WHAT YOU NEED TO DO: Transcribe exactly the line containing "Result (no panics)" and every line after it, through the end of the records below.

[Stored dataset items]
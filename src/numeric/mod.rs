// ============================================================================
// Numeric Module
// Exact arithmetic for basket unit calculations
// ============================================================================
//
// This module provides:
// - ExactRatio: non-negative rationals over a 1024-bit integer
// - Power-of-ten helpers over u128 and the wide integer
// - NumericError: Error types for arithmetic operations
//
// Design principles:
// - No floating-point operations
// - All arithmetic returns Result (no panics)
// - Final integer amounts are u128, matching on-chain uint semantics

mod errors;
mod ratio;
mod scaling;

pub use errors::{NumericError, NumericResult};
pub use ratio::{ExactRatio, U1024};
pub use scaling::{pow10_u128, pow10_wide, MAX_U128_EXPONENT, MAX_WIDE_EXPONENT};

RESULT:
// - All arithmetic returns Result (no panics)
// - Final integer amounts are u128, matching on-chain uint semantics

mod errors;
mod ratio;
mod scaling;

pub use errors::{NumericError, NumericResult};
pub use ratio::{ExactRatio, U1024};
pub use scaling::{pow10_u128, pow10_wide, MAX_U128_EXPONENT, MAX_WIDE_EXPONENT};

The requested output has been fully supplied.